## Task:
Repeat every line of the data verbatim.

Stored data entries:
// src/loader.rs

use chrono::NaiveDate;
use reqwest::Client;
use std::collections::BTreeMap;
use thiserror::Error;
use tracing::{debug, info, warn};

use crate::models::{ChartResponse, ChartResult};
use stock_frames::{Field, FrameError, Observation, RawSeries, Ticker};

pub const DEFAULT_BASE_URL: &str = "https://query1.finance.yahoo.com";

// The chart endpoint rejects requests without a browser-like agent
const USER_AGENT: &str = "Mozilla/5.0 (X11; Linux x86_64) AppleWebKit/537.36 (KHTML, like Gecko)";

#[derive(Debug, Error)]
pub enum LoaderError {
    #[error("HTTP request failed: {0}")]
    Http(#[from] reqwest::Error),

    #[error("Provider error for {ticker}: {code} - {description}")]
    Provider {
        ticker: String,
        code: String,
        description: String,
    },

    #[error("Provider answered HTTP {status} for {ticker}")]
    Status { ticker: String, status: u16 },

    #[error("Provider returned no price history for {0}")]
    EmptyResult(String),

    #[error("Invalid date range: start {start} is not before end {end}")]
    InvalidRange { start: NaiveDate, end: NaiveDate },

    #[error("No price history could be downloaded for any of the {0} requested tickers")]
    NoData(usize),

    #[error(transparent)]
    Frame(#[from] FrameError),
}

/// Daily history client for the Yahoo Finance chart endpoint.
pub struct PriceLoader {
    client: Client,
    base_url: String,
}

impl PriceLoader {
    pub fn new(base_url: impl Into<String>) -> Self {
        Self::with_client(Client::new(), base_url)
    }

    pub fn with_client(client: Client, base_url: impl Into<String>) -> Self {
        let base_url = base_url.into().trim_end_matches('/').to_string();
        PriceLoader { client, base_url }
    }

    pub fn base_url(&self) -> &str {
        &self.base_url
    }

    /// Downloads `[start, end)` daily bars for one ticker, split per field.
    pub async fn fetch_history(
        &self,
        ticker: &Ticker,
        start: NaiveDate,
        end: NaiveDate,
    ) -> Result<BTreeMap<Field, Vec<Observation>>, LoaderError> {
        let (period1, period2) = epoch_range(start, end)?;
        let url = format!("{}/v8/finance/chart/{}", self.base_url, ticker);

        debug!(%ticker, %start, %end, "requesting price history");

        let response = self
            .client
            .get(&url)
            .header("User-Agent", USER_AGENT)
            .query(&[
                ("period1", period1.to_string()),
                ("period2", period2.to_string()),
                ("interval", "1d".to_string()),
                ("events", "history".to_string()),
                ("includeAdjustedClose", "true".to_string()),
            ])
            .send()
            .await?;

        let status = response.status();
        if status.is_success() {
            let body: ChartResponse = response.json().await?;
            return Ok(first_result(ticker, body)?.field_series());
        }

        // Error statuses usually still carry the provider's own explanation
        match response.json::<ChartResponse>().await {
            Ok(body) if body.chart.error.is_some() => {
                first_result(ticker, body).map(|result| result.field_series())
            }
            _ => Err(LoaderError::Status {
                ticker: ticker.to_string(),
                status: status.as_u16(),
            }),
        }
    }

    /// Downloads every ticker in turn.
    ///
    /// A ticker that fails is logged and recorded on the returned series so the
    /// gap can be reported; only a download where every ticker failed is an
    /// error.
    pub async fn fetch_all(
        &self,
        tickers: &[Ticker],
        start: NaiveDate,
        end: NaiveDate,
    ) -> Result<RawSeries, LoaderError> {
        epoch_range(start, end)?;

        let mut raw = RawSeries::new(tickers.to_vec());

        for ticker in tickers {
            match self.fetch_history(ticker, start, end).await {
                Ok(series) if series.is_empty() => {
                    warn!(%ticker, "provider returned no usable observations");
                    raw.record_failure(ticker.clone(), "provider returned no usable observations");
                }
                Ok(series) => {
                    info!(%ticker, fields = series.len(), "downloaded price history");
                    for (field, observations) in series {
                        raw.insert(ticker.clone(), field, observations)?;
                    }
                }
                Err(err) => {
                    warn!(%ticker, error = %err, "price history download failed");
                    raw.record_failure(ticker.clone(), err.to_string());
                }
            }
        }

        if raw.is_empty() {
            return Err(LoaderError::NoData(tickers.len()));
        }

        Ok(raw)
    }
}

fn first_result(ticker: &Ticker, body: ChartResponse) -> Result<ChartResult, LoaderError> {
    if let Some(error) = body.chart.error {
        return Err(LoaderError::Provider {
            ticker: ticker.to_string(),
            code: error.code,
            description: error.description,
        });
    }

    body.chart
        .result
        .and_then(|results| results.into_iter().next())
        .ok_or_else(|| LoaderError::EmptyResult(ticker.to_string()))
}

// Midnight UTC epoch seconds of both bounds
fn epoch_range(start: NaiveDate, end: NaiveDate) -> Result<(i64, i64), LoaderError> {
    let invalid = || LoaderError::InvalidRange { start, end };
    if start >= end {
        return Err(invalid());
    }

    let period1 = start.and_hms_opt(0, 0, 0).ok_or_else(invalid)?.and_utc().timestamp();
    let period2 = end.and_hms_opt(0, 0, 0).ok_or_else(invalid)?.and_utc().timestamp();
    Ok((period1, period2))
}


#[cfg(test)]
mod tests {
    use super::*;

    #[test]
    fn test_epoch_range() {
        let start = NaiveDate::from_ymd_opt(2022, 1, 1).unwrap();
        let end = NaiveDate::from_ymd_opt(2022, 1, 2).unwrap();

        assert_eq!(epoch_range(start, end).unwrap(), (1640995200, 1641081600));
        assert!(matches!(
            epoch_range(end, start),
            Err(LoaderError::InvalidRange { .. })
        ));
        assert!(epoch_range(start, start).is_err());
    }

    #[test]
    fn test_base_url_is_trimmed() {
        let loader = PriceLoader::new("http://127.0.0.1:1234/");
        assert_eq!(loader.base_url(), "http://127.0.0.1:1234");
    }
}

## Response to this task:
// src/loader.rs

use chrono::NaiveDate;
use reqwest::Client;
use std::collections::BTreeMap;
use thiserror::Error;
use tracing::{debug, info, warn};

use crate::models::{ChartResponse, ChartResult};
use stock_frames::{Field, FrameError, Observation, RawSeries, Ticker};

pub const DEFAULT_BASE_URL: &str = "https://query1.finance.yahoo.com";

// The chart endpoint rejects requests without a browser-like agent
const USER_AGENT: &str = "Mozilla/5.0 (X11; Linux x86_64) AppleWebKit/537.36 (KHTML, like Gecko)";

#[derive(Debug, Error)]
pub enum LoaderError {
    #[error("HTTP request failed: {0}")]
    Http(#[from] reqwest::Error),

    #[error("Provider error for {ticker}: {code} - {description}")]
    Provider {
        ticker: String,
        code: String,
        description: String,
    },

    #[error("Provider answered HTTP {status} for {ticker}")]
    Status { ticker: String, status: u16 },

    #[error("Provider returned no price history for {0}")]
    EmptyResult(String),

    #[error("Invalid date range: start {start} is not before end {end}")]
    InvalidRange { start: NaiveDate, end: NaiveDate },

    #[error("No price history could be downloaded for any of the {0} requested tickers")]
    NoData(usize),

    #[error(transparent)]
    Frame(#[from] FrameError),
}

/// Daily history client for the Yahoo Finance chart endpoint.
pub struct PriceLoader {
    client: Client,
    base_url: String,
}

impl PriceLoader {
    pub fn new(base_url: impl Into<String>) -> Self {
        Self::with_client(Client::new(), base_url)
    }

    pub fn with_client(client: Client, base_url: impl Into<String>) -> Self {
        let base_url = base_url.into().trim_end_matches('/').to_string();
        PriceLoader { client, base_url }
    }

    pub fn base_url(&self) -> &str {
        &self.base_url
    }

    /// Downloads `[start, end)` daily bars for one ticker, split per field.
    pub async fn fetch_history(
        &self,
        ticker: &Ticker,
        start: NaiveDate,
        end: NaiveDate,
    ) -> Result<BTreeMap<Field, Vec<Observation>>, LoaderError> {
        let (period1, period2) = epoch_range(start, end)?;
        let url = format!("{}/v8/finance/chart/{}", self.base_url, ticker);

        debug!(%ticker, %start, %end, "requesting price history");

        let response = self
            .client
            .get(&url)
            .header("User-Agent", USER_AGENT)
            .query(&[
                ("period1", period1.to_string()),
                ("period2", period2.to_string()),
                ("interval", "1d".to_string()),
                ("events", "history".to_string()),
                ("includeAdjustedClose", "true".to_string()),
            ])
            .send()
            .await?;

        let status = response.status();
        if status.is_success() {
            let body: ChartResponse = response.json().await?;
            return Ok(first_result(ticker, body)?.field_series());
        }

        // Error statuses usually still carry the provider's own explanation
        match response.json::<ChartResponse>().await {
            Ok(body) if body.chart.error.is_some() => {
                first_result(ticker, body).map(|result| result.field_series())
            }
            _ => Err(LoaderError::Status {
                ticker: ticker.to_string(),
                status: status.as_u16(),
            }),
        }
    }

    /// Downloads every ticker in turn.
    ///
    /// A ticker that fails is logged and recorded on the returned series so the
    /// gap can be reported; only a download where every ticker failed is an
    /// error.
    pub async fn fetch_all(
        &self,
        tickers: &[Ticker],
        start: NaiveDate,
        end: NaiveDate,
    ) -> Result<RawSeries, LoaderError> {
        epoch_range(start, end)?;

        let mut raw = RawSeries::new(tickers.to_vec());

        for ticker in tickers {
            match self.fetch_history(ticker, start, end).await {
                Ok(series) if series.is_empty() => {
                    warn!(%ticker, "provider returned no usable observations");
                    raw.record_failure(ticker.clone(), "provider returned no usable observations");
                }
                Ok(series) => {
                    info!(%ticker, fields = series.len(), "downloaded price history");
                    for (field, observations) in series {
                        raw.insert(ticker.clone(), field, observations)?;
                    }
                }
                Err(err) => {
                    warn!(%ticker, error = %err, "price history download failed");
                    raw.record_failure(ticker.clone(), err.to_string());
                }
            }
        }

        if raw.is_empty() {
            return Err(LoaderError::NoData(tickers.len()));
        }

        Ok(raw)
    }
}

fn first_result(ticker: &Ticker, body: ChartResponse) -> Result<ChartResult, LoaderError> {
    if let Some(error) = body.chart.error {
        return Err(LoaderError::Provider {
            ticker: ticker.to_string(),
            code: error.code,
            description: error.description,
        });
    }

    body.chart
        .result
        .and_then(|results| results.into_iter().next())
        .ok_or_else(|| LoaderError::EmptyResult(ticker.to_string()))
}

// Midnight UTC epoch seconds of both bounds
fn epoch_range(start: NaiveDate, end: NaiveDate) -> Result<(i64, i64), LoaderError> {
    let invalid = || LoaderError::InvalidRange { start, end };
    if start >= end {
        return Err(invalid());
    }

    let period1 = start.and_hms_opt(0, 0, 0).ok_or_else(invalid)?.and_utc().timestamp();
    let period2 = end.and_hms_opt(0, 0, 0).ok_or_else(invalid)?.and_utc().timestamp();
    Ok((period1, period2))
}


#[cfg(test)]
mod tests {
    use super::*;

    #[test]
    fn test_epoch_range() {
        let start = NaiveDate::from_ymd_opt(2022, 1, 1).unwrap();
        let end = NaiveDate::from_ymd_opt(2022, 1, 2).unwrap();

        assert_eq!(epoch_range(start, end).unwrap(), (1640995200, 1641081600));
        assert!(matches!(
            epoch_range(end, start),
            Err(LoaderError::InvalidRange { .. })
        ));
        assert!(epoch_range(start, start).is_err());
    }

    #[test]
    fn test_base_url_is_trimmed() {
        let loader = PriceLoader::new("http://127.0.0.1:1234/");
        assert_eq!(loader.base_url(), "http://127.0.0.1:1234");
    }
}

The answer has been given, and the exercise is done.